Step-by-step explanation:

Let us assume that both prisms are similar, so we can use proportions to solve for the volume of prism made by triangle XYZ.

Let us find the proportion between the sides of both triangles.

\frac{\text{Side of triangle XYZ}}{\text{Side of triangle PQR}}=\frac{24}{36}

\frac{\text{Side of triangle XYZ}}{\text{Side of triangle PQR}}=\frac{12*2}{12*3}

\frac{\text{Side of triangle XYZ}}{\text{Side of triangle PQR}}=\frac{2}{3}

Since for volume of triangular prism we multiply base area and height of the prism, this means we will have to multiply the proportion of each side length 3 times to find the proportion of volumes between our both prism.

So we can set proportion for volume of both prisms as:

\frac{\text{Volume of prism made by triangle XYZ}}{\text{Volume of prism made by triangle PQR}}=(\frac{2}{3})^3  

\frac{\text{Volume of prism made by triangle XYZ}}{\text{Volume of prism made by triangle PQR}}=\frac{8}{27}

Upon substituting volume of prism made by triangle PQR we will get,

\frac{\text{Volume of prism made by triangle XYZ}}{7776\text{in}^3}=\frac{8}{27}    

Let us multiply both sides of our equation by 7776 cubic inches.

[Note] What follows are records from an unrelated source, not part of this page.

//! Kanban board engine with optimistic drag-and-drop
//!
//! This crate holds the state of a campaign deliverables board: ordered
//! columns, the tasks in them, and the drag gestures that move both. Every
//! change is applied to the local board immediately and persisted in the
//! background; when persistence fails the change is reverted or kept
//! depending on how destructive it was.
//!
//! ## Overview
//!
//! - **Pure reducer** - [`reducer::apply`] turns a board and a [`DragEvent`] into the next board
//! - **Mutations** - create / update / delete / move commands in [`store`], each with its
//!   own undo
//! - **Controller** - [`BoardController`] drives the drag gesture and reconciles persistence
//! - **Pluggable storage** - anything implementing [`BoardApi`]; [`MemoryApi`] and
//!   [`FileApi`] ship here
//!
//! ## Basic Usage
//!
//! ```rust,no_run
//! use campaign_kanban::{
//!     Board, BoardConfig, BoardController, DragEvent, DragItem, FileApi, TracingNotifier,
//! };
//! use std::sync::Arc;
//!
//! # async fn example() -> campaign_kanban::Result<()> {
//! let api = FileApi::new(".kanban");
//! if !api.is_initialized() {
//!     api.init("Spring Launch", Board::default_columns()).await.map_err(|e| {
//!         campaign_kanban::KanbanError::persistence("init board", e)
//!     })?;
//! }
//!
//! let config = BoardConfig::load()?;
//! let mut controller =
//!     BoardController::connect(Arc::new(api), Arc::new(TracingNotifier), config).await?;
//!
//! // A card dragged from the top of "To Do" into "Done"
//! let todo = controller.board().columns[0].clone();
//! if let Some(first) = todo.task_ids.first() {
//!     controller.drag_start(DragItem::Task { id: first.clone() })?;
//!     controller.drag_end(Some(DragEvent::task(first.clone(), todo.id.clone(), 0, "done", 0)))?;
//! }
//! controller.settle().await;
//! # Ok(())
//! # }
//! ```
//!
//! ## Storage Structure
//!
//! ```text
//! .kanban/
//! ├── board.json              # Board name and ordered columns
//! ├── tasks/
//! │   └── {id}.json           # One file per task
//! ├── activity/
//! │   └── current.jsonl       # Operation log
//! └── .lock                   # Held while a write is in progress
//! ```

pub mod api;
pub mod config;
pub mod controller;
mod error;
pub mod logging;
pub mod notify;
pub mod reducer;
pub mod store;
pub mod types;
pub mod view;

pub use api::{ApiError, ApiResult, BoardApi, Echo, FileApi, MemoryApi, Request};
pub use config::{BoardConfig, PersistenceOrdering};
pub use controller::{BoardController, DragState, DropOutcome, Mutated, MutationId, MutationOutcome};
pub use error::{KanbanError, Result};
pub use notify::{Notification, NotificationLog, Notifier, Severity, TracingNotifier};
pub use store::{Mutation, Undo};
pub use view::{BoardView, ColumnView, TaskFilter};

// Re-export commonly used types
pub use types::{
    Board, Column, ColumnId, DragEvent, DragItem, LogEntry, LogEntryId, Task, TaskId, TaskPayload,
    TaskStatus,
};
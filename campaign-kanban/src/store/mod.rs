//! Board mutations
//!
//! Every mutation is a small command struct. Applying it changes the board in
//! place and returns an [`Applied`] record: the value for the caller, the
//! [`Undo`] that reverses exactly this change, and the persistence
//! [`Request`] to send (or `None` when nothing changed).

pub mod column;
pub mod task;

pub use column::{ClearColumn, CreateColumn, DeleteColumn, MoveColumn, UpdateColumn};
pub use task::{CreateTask, DeleteTask, MoveTask, UpdateTask};

use crate::api::Request;
use crate::error::{KanbanError, Result};
use crate::types::{Board, Column, ColumnId, Task, TaskId};
use tracing::debug;

/// A change that can be applied to a board
pub trait Mutation {
    type Output;

    /// Canonical op string (e.g. "clear column")
    fn op(&self) -> &'static str;

    fn apply(&self, board: &mut Board) -> Result<Applied<Self::Output>>;
}

/// Outcome of applying a mutation locally
#[derive(Debug, Clone)]
pub struct Applied<T> {
    pub value: T,
    pub undo: Undo,
    /// `None` when the mutation was a no-op and nothing needs persisting
    pub request: Option<Request>,
}

impl<T> Applied<T> {
    fn changed(value: T, undo: Undo, request: Request) -> Self {
        Self {
            value,
            undo,
            request: Some(request),
        }
    }

    fn unchanged(value: T) -> Self {
        Self {
            value,
            undo: Undo::None,
            request: None,
        }
    }
}

/// Targeted inverse of one applied mutation.
///
/// Undo records are applied against whatever the board looks like when the
/// failure arrives, so each one touches only the entities its mutation
/// touched and leaves later changes alone.
#[derive(Debug, Clone, PartialEq)]
pub enum Undo {
    None,
    /// Reverse a task creation
    RemoveTask { task_id: TaskId },
    /// Reverse a task deletion
    RestoreTask { task: Task, index: usize },
    /// Reverse a task move
    MoveTaskBack {
        task_id: TaskId,
        column_id: ColumnId,
        index: usize,
    },
    /// Reverse a column clear; tasks are in their original order
    RestoreTasks { tasks: Vec<(Task, usize)> },
    /// Reverse a column creation
    RemoveColumn { column_id: ColumnId },
    /// Reverse a column deletion
    RestoreColumn {
        column: Column,
        index: usize,
        tasks: Vec<Task>,
    },
    /// Reverse a column move
    MoveColumnBack { column_id: ColumnId, index: usize },
}

impl Undo {
    /// Point the record at a task's new id
    pub fn rekey_task(&mut self, from: &TaskId, to: &TaskId) {
        match self {
            Self::None | Self::RemoveColumn { .. } | Self::MoveColumnBack { .. } => {}
            Self::RemoveTask { task_id } | Self::MoveTaskBack { task_id, .. } => {
                task_id.retarget(from, to)
            }
            Self::RestoreTask { task, .. } => task.id.retarget(from, to),
            Self::RestoreTasks { tasks } => {
                for (task, _) in tasks {
                    task.id.retarget(from, to);
                }
            }
            Self::RestoreColumn { column, tasks, .. } => {
                for id in &mut column.task_ids {
                    id.retarget(from, to);
                }
                for task in tasks {
                    task.id.retarget(from, to);
                }
            }
        }
    }

    /// Point the record at a column's new id
    pub fn rekey_column(&mut self, from: &ColumnId, to: &ColumnId) {
        match self {
            Self::None | Self::RemoveTask { .. } => {}
            Self::RestoreTask { task, .. } => task.column_id.retarget(from, to),
            Self::MoveTaskBack { column_id, .. }
            | Self::RemoveColumn { column_id }
            | Self::MoveColumnBack { column_id, .. } => column_id.retarget(from, to),
            Self::RestoreTasks { tasks } => {
                for (task, _) in tasks {
                    task.column_id.retarget(from, to);
                }
            }
            Self::RestoreColumn { column, tasks, .. } => {
                column.id.retarget(from, to);
                for task in tasks {
                    task.column_id.retarget(from, to);
                }
            }
        }
    }

    /// Apply the inverse to the current board.
    ///
    /// Entities that have since disappeared or reappeared are skipped; the
    /// board stays valid either way.
    pub fn apply(self, board: &mut Board) -> Result<()> {
        match self {
            Self::None => Ok(()),
            Self::RemoveTask { task_id } => {
                board.remove_task(&task_id);
                Ok(())
            }
            Self::RestoreTask { task, index } => restore_task(board, task, index),
            Self::MoveTaskBack {
                task_id,
                column_id,
                index,
            } => {
                if board.column(&column_id).is_none() {
                    debug!(task = %task_id, "origin column gone, leaving task in place");
                    return Ok(());
                }
                let Some((mut task, _)) = board.remove_task(&task_id) else {
                    debug!(task = %task_id, "task gone before move rollback");
                    return Ok(());
                };
                task.column_id = column_id;
                board.insert_task(task, Some(index))
            }
            Self::RestoreTasks { tasks } => {
                for (task, index) in tasks {
                    restore_task(board, task, index)?;
                }
                Ok(())
            }
            Self::RemoveColumn { column_id } => {
                if let Some(index) = board.column_index(&column_id) {
                    let column = board.columns.remove(index);
                    for id in &column.task_ids {
                        board.tasks.remove(id);
                    }
                }
                Ok(())
            }
            Self::RestoreColumn {
                mut column,
                index,
                tasks,
            } => {
                if board.column(&column.id).is_some() {
                    return Err(KanbanError::duplicate_id("column", column.id.to_string()));
                }
                column.task_ids.clear();
                let at = index.min(board.columns.len());
                board.columns.insert(at, column);
                for task in tasks {
                    if board.task(&task.id).is_some() {
                        debug!(task = %task.id, "task already back on the board, skipping");
                        continue;
                    }
                    board.insert_task(task, None)?;
                }
                Ok(())
            }
            Self::MoveColumnBack { column_id, index } => {
                if let Some(from) = board.column_index(&column_id) {
                    let column = board.columns.remove(from);
                    let at = index.min(board.columns.len());
                    board.columns.insert(at, column);
                }
                Ok(())
            }
        }
    }
}

fn restore_task(board: &mut Board, task: Task, index: usize) -> Result<()> {
    if board.task(&task.id).is_some() {
        debug!(task = %task.id, "task already present, skipping restore");
        return Ok(());
    }
    if board.column(&task.column_id).is_none() {
        debug!(task = %task.id, column = %task.column_id, "column gone, cannot restore task");
        return Ok(());
    }
    board.insert_task(task, Some(index))
}

#[cfg(test)]
mod tests {
    use super::*;

    fn board() -> Board {
        let mut board = Board::new("Test");
        board.columns = Board::default_columns();
        for (id, col) in [("t1", "todo"), ("t2", "todo"), ("t3", "done")] {
            board
                .insert_task(Task::new(id, col).with_id(id), None)
                .unwrap();
        }
        board
    }

    #[test]
    fn test_restore_task_goes_back_to_index() {
        let mut board = board();
        let before = board.clone();
        let (task, index) = board.remove_task(&"t1".into()).unwrap();

        Undo::RestoreTask { task, index }.apply(&mut board).unwrap();
        assert_eq!(board, before);
    }

    #[test]
    fn test_restore_task_skips_missing_column() {
        let mut board = board();
        let (task, index) = board.remove_task(&"t3".into()).unwrap();
        board.columns.retain(|c| c.id.as_str() != "done");

        Undo::RestoreTask { task, index }.apply(&mut board).unwrap();
        assert!(board.task(&"t3".into()).is_none());
        board.validate().unwrap();
    }

    #[test]
    fn test_move_back_leaves_later_changes() {
        let mut board = board();
        // t1 was moved to done; meanwhile t2 got renamed
        let (mut t1, _) = board.remove_task(&"t1".into()).unwrap();
        t1.column_id = "done".into();
        board.insert_task(t1, Some(0)).unwrap();
        board.task_mut(&"t2".into()).unwrap().name = "renamed".into();

        Undo::MoveTaskBack {
            task_id: "t1".into(),
            column_id: "todo".into(),
            index: 0,
        }
        .apply(&mut board)
        .unwrap();

        let todo = board.column(&"todo".into()).unwrap();
        assert_eq!(todo.task_ids, vec![TaskId::from("t1"), TaskId::from("t2")]);
        assert_eq!(board.task(&"t1".into()).unwrap().stage, "To Do");
        assert_eq!(board.task(&"t2".into()).unwrap().name, "renamed");
    }

    #[test]
    fn test_rekeyed_restore_uses_new_ids() {
        let mut board = board();
        let (task, index) = board.remove_task(&"t3".into()).unwrap();
        let mut undo = Undo::RestoreTask { task, index };
        board.rekey_column(&"done".into(), &"shipped".into()).unwrap();

        undo.rekey_task(&"t3".into(), &"srv-3".into());
        undo.rekey_column(&"done".into(), &"shipped".into());
        undo.apply(&mut board).unwrap();

        let restored = board.task(&"srv-3".into()).unwrap();
        assert_eq!(restored.column_id.as_str(), "shipped");
        board.validate().unwrap();
    }

    #[test]
    fn test_remove_column_drops_its_tasks() {
        let mut board = board();
        Undo::RemoveColumn {
            column_id: "todo".into(),
        }
        .apply(&mut board)
        .unwrap();
        assert!(board.column(&"todo".into()).is_none());
        assert_eq!(board.tasks.len(), 1);
        board.validate().unwrap();
    }
}
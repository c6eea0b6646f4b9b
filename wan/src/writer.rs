use std::collections::HashMap;

use byte_writer::ByteWriter;
use rayon::prelude::*;
use sir0::constants::PADDING_BYTE;

use crate::{
    constants::{ANIMATION_ALIGNMENT, PALETTE_ALPHA},
    error::WanError,
    pixel::{encode_chunk, SourceRun},
    records::{
        AnimGroupEntry, AnimInfo, FrameDescriptorRecord, ImageInfo, PaletteInfo,
        PixelSourceEntry, SubHeader, WriteToWriter,
    },
    types::{AnimFrame, Layout, Sprite, SpriteCategory},
};

const FINAL_ALIGNMENT: usize = 16;

fn u16_count(what: &'static str, count: usize) -> Result<u16, WanError> {
    u16::try_from(count).map_err(|_| WanError::TooMany { what, count })
}

/// Block positions gathered while writing, all absolute.
///
/// Zero means the block was not written.
#[derive(Default)]
struct Positions {
    frame_groups: Vec<u32>,
    sequences: HashMap<usize, u32>,
    sequence_lists: Vec<u32>,
    chunk_tables: Vec<u32>,
    frame_group_table: u32,
    particle_table: u32,
    anim_group_table: u32,
    chunk_table: u32,
    palette_info: u32,
    anim_info: u32,
    image_info: u32,
}

struct WanWriter<'a> {
    sprite: &'a Sprite,
    writer: ByteWriter,
    positions: Positions,
}

impl<'a> WanWriter<'a> {
    fn new(sprite: &'a Sprite) -> Self {
        Self {
            sprite,
            writer: sir0::content_writer(),
            positions: Positions::default(),
        }
    }

    fn offset(&self) -> Result<u32, WanError> {
        let offset = self.writer.get_offset();

        u32::try_from(offset).map_err(|_| WanError::OffsetTooLarge { offset })
    }

    /// Fails on anything that would be dereferenced out of range while writing.
    fn check_references(&self) -> Result<(), WanError> {
        let sprite = self.sprite;

        for (group_index, group) in sprite.frame_groups.iter().enumerate() {
            if let Some(&descriptor) = group
                .frames
                .iter()
                .find(|&&descriptor| descriptor >= sprite.frame_descriptors.len())
            {
                return WanError::FrameDescriptorOutOfRange {
                    group: group_index,
                    descriptor,
                    count: sprite.frame_descriptors.len(),
                }
                .to_result();
            }
        }

        for (group_index, group) in sprite.anim_groups.iter().enumerate() {
            if let Some(&sequence) = group
                .sequences
                .iter()
                .find(|&&sequence| sequence >= sprite.anim_sequences.len())
            {
                return WanError::SequenceOutOfRange {
                    group: group_index,
                    sequence,
                    count: sprite.anim_sequences.len(),
                }
                .to_result();
            }
        }

        u16_count("chunks", sprite.chunks.len())?;
        u16_count("animation groups", sprite.anim_groups.len())?;

        Ok(())
    }

    fn write_frame_descriptors(&mut self) -> Result<(), WanError> {
        let sprite = self.sprite;

        if sprite.frame_descriptors.is_empty() || sprite.frame_groups.is_empty() {
            return Ok(());
        }

        for group in &sprite.frame_groups {
            let offset = self.offset()?;
            self.positions.frame_groups.push(offset);

            for (member, &descriptor_index) in group.frames.iter().enumerate() {
                let last_in_group = member + 1 == group.frames.len();

                FrameDescriptorRecord::from_descriptor(
                    &sprite.frame_descriptors[descriptor_index],
                    last_in_group,
                )
                .write_to_writer(&mut self.writer);
            }
        }

        Ok(())
    }

    /// Each sequence is written once, in order of first use.
    fn write_sequences(&mut self) -> Result<(), WanError> {
        let sprite = self.sprite;

        if sprite.anim_groups.is_empty() || sprite.anim_sequences.is_empty() {
            return Ok(());
        }

        for group in &sprite.anim_groups {
            for &sequence_index in &group.sequences {
                if self.positions.sequences.contains_key(&sequence_index) {
                    continue;
                }

                let offset = self.offset()?;
                self.positions.sequences.insert(sequence_index, offset);

                let sequence = &sprite.anim_sequences[sequence_index];

                sequence
                    .frames
                    .iter()
                    .chain(std::iter::once(&AnimFrame::default()))
                    .for_each(|frame| frame.write_to_writer(&mut self.writer));
            }
        }

        Ok(())
    }

    fn write_chunks(&mut self) -> Result<(), WanError> {
        let sprite = self.sprite;
        let bit_depth = sprite.info.bit_depth;
        let compress = sprite.info.category.is_compressible();

        let encoded = sprite
            .chunks
            .par_iter()
            .map(|chunk| encode_chunk(chunk, bit_depth, compress))
            .collect::<Vec<_>>();

        for (chunk_index, runs) in encoded.iter().enumerate() {
            let z_index = sprite.chunk_z_index(chunk_index);
            let mut entries = Vec::with_capacity(runs.len());

            for run in runs {
                let amount = u16::try_from(run.len()).map_err(|_| WanError::RunTooLong {
                    chunk: chunk_index,
                    length: run.len(),
                })?;

                let source_ptr = match run {
                    SourceRun::Zero(_) => 0,
                    SourceRun::Data(data) => {
                        let offset = self.offset()?;
                        self.writer.append_u8_slice(data);
                        offset
                    }
                };

                entries.push(PixelSourceEntry {
                    source_ptr,
                    amount,
                    unk: 0,
                    z_index,
                });
            }

            let table = self.offset()?;
            self.positions.chunk_tables.push(table);

            entries
                .iter()
                .chain(std::iter::once(&PixelSourceEntry::default()))
                .for_each(|entry| entry.write_to_writer(&mut self.writer));
        }

        log::debug!(
            "wrote {} chunks, compressed: {compress}",
            sprite.chunks.len()
        );

        Ok(())
    }

    fn write_palette(&mut self) -> Result<(), WanError> {
        let sprite = self.sprite;

        if sprite.palette.is_empty() {
            return WanError::EmptyPalette.to_result();
        }

        let colors_ptr = self.offset()?;

        sprite.palette.iter().for_each(|&[r, g, b]| {
            self.writer.append_u8_slice(&[r, g, b, PALETTE_ALPHA]);
        });

        self.positions.palette_info = self.offset()?;

        PaletteInfo {
            colors_ptr,
            flag: sprite.info.palette_flag,
            max_colors_used: sprite.info.max_colors_used,
            unk4: sprite.info.palette_unk4,
            unk5: sprite.info.palette_unk5,
            reserved: 0,
        }
        .write_to_writer(&mut self.writer);

        Ok(())
    }

    fn write_frame_group_table(&mut self) -> Result<(), WanError> {
        self.positions.frame_group_table = self.offset()?;

        for &offset in &self.positions.frame_groups {
            self.writer.append_pointer(offset);
        }

        Ok(())
    }

    /// Monster sprites without particles point the particle table at the frame group table.
    fn write_particle_offsets(&mut self) -> Result<(), WanError> {
        let sprite = self.sprite;

        if sprite.particle_offsets.is_empty() {
            self.positions.particle_table = if sprite.info.category == SpriteCategory::Monster {
                self.positions.frame_group_table
            } else {
                0
            };

            return Ok(());
        }

        self.positions.particle_table = self.offset()?;

        sprite
            .particle_offsets
            .iter()
            .for_each(|particle| particle.write_to_writer(&mut self.writer));

        Ok(())
    }

    /// Empty groups get a null placeholder instead of a list.
    fn write_sequence_lists(&mut self) -> Result<(), WanError> {
        let sprite = self.sprite;

        for group in &sprite.anim_groups {
            if group.sequences.is_empty() {
                self.writer.append_pointer(0);
                continue;
            }

            let offset = self.offset()?;
            self.positions.sequence_lists.push(offset);

            for sequence_index in &group.sequences {
                let pointer = self
                    .positions
                    .sequences
                    .get(sequence_index)
                    .copied()
                    .unwrap_or_default();

                self.writer.append_pointer(pointer);
            }
        }

        Ok(())
    }

    fn write_anim_group_table(&mut self) -> Result<(), WanError> {
        let sprite = self.sprite;

        self.positions.anim_group_table = self.offset()?;

        let mut lists = self.positions.sequence_lists.iter();

        for group in &sprite.anim_groups {
            let entry = if group.sequences.is_empty() {
                AnimGroupEntry::default()
            } else {
                AnimGroupEntry {
                    sequence_table_ptr: lists.next().copied().unwrap_or_default(),
                    sequence_count: group.sequences.len() as u32,
                }
            };

            entry.write_to_writer(&mut self.writer);
        }

        Ok(())
    }

    fn write_chunk_table(&mut self) -> Result<(), WanError> {
        self.positions.chunk_table = self.offset()?;

        for &offset in &self.positions.chunk_tables {
            self.writer.append_pointer(offset);
        }

        Ok(())
    }

    fn write_anim_info(&mut self) -> Result<(), WanError> {
        let info = &self.sprite.info;

        self.positions.anim_info = self.offset()?;

        AnimInfo {
            frame_group_table_ptr: self.positions.frame_group_table,
            particle_table_ptr: self.positions.particle_table,
            anim_group_table_ptr: self.positions.anim_group_table,
            anim_group_count: u16_count("animation groups", self.sprite.anim_groups.len())?,
            max_memory_used: info.max_memory_used,
            unk7: info.anim_unk7,
            unk8: info.anim_unk8,
            flag: info.anim_flag,
            unk10: info.anim_unk10,
        }
        .write_to_writer(&mut self.writer);

        Ok(())
    }

    fn write_image_info(&mut self) -> Result<(), WanError> {
        let info = &self.sprite.info;

        self.positions.image_info = self.offset()?;

        ImageInfo {
            chunk_table_ptr: self.positions.chunk_table,
            palette_info_ptr: self.positions.palette_info,
            tiles_mode: info.assembly_flag(),
            is_8bpp: info.depth_flag(),
            palette_slots_used: info.palette_slots_used,
            chunk_count: u16_count("chunks", self.sprite.chunks.len())?,
        }
        .write_to_writer(&mut self.writer);

        Ok(())
    }

    /// Only points at the info blocks, so it goes last.
    fn write_sub_header(&mut self) -> Result<u32, WanError> {
        let offset = self.offset()?;

        SubHeader {
            anim_info_ptr: self.positions.anim_info,
            image_info_ptr: self.positions.image_info,
            category: self.sprite.info.category.into(),
            unk12: self.sprite.info.subheader_unk12,
        }
        .write_to_writer(&mut self.writer);

        Ok(offset)
    }

    fn write(mut self) -> Result<Vec<u8>, WanError> {
        self.check_references()?;

        let layout = self.sprite.layout();
        let writes_animation = layout != Layout::ImageOnly;
        let writes_image = layout != Layout::AnimationOnly;

        log::debug!("writing {layout:?} sprite");

        if writes_animation {
            self.write_frame_descriptors()?;
            self.write_sequences()?;
            self.writer.pad_to(ANIMATION_ALIGNMENT, PADDING_BYTE);
        }

        if writes_image {
            self.write_chunks()?;
            self.write_palette()?;
        }

        if writes_animation {
            self.write_frame_group_table()?;
            self.write_particle_offsets()?;
            self.write_sequence_lists()?;
            self.write_anim_group_table()?;
        }

        if writes_image {
            self.write_chunk_table()?;
        }

        if writes_animation {
            self.write_anim_info()?;
        }

        if writes_image {
            self.write_image_info()?;
        }

        let sub_header = self.write_sub_header()?;
        self.writer.pad_to(FINAL_ALIGNMENT, PADDING_BYTE);

        log::debug!(
            "sub-header at {sub_header:#x}, {} pointers",
            self.writer.pointer_offsets().len()
        );

        Ok(sir0::wrap(self.writer, sub_header)?)
    }
}

impl Sprite {
    pub fn write_to_bytes(&self) -> Result<Vec<u8>, WanError> {
        WanWriter::new(self).write()
    }
}
use std::path::{Path, PathBuf};

use clap::{Parser, Subcommand};
use eyre::eyre;
use wan::{DecodeOptions, Sprite};

use super::*;

#[derive(Debug, Parser)]
#[command(version, about, long_about = None)]
struct ValidateCli {
    // This is just dummy command because we are already in the command
    #[command(subcommand)]
    command: Commands,
}

#[derive(Debug, Subcommand)]
enum Commands {
    /// Lists consistency issues and decoding ambiguities
    Validate {
        /// Path to .wan file
        path: PathBuf,
        /// Also fails on ambiguity warnings
        #[arg(long)]
        warnings: bool,
        #[command(flatten)]
        common: CommonArgs,
    },
}

fn validate(path: &Path, fail_on_warnings: bool) -> eyre::Result<()> {
    // issues are reported here, not turned into a decode error
    let decoded = Sprite::decode_file(path, &DecodeOptions { strict: false })?;

    decoded
        .warnings
        .iter()
        .for_each(|warning| println!("warning: {warning}"));

    decoded
        .report
        .issues
        .iter()
        .for_each(|issue| println!("issue: {issue}"));

    if !decoded.report.is_consistent() {
        return Err(eyre!(
            "{} has {} consistency issues",
            display(path),
            decoded.report.issues.len()
        ));
    }

    if fail_on_warnings && !decoded.warnings.is_empty() {
        return Err(eyre!(
            "{} decoded with {} warnings",
            display(path),
            decoded.warnings.len()
        ));
    }

    println!("{} is consistent", display(path));

    Ok(())
}

pub struct Validate;
impl Cli for Validate {
    fn name(&self) -> &'static str {
        "validate"
    }

    fn cli(&self) -> CliRes {
        let cli = ValidateCli::parse();

        let Commands::Validate {
            path,
            warnings,
            common,
        } = cli.command;

        finish(setup(&common).and_then(|_| validate(&path, warnings)))
    }
}
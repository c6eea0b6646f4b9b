#[derive(Debug, thiserror::Error)]
pub enum Sir0Error {
    #[error("File is too short for a SIR0 header: {length} bytes")]
    TooShort { length: usize },
    #[error("Unknown SIR0 magic: {magic:#010x}")]
    UnknownMagic { magic: u32 },
    #[error("Sub-header pointer {pointer:#x} is not past the header or the end of file ({length} bytes)")]
    InvalidSubHeaderPointer { pointer: u32, length: usize },
    #[error("Pointer offset list pointer {pointer:#x} is not past the header or the end of file ({length} bytes)")]
    InvalidPointerListPointer { pointer: u32, length: usize },
    #[error("Pointer offset list is not terminated")]
    UnterminatedPointerList,
    #[error("Pointer offset {offset:#x} comes before the previous offset {previous:#x}")]
    UnorderedPointerOffset { offset: u32, previous: u32 },
    #[error("Pointer offset delta {delta:#x} does not fit in four 7-bit groups")]
    DeltaTooLarge { delta: u32 },
    #[error("Content of {length} bytes does not fit in 32-bit offsets")]
    ContentTooLarge { length: usize },
}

\frac{\text{Volume of prism made by triangle XYZ}}{7776\text{ in}^3}*7776\text{ in}^3=\frac{8}{27}*7776\text{ in}^3

\text{Volume of prism made by triangle XYZ}=8*288\text{ in}^3

\text{Volume of prism made by triangle XYZ}=2304\text{ in}^3  

Therefore, the volume of prism made by triangle XYZ is 2304 cubic inches.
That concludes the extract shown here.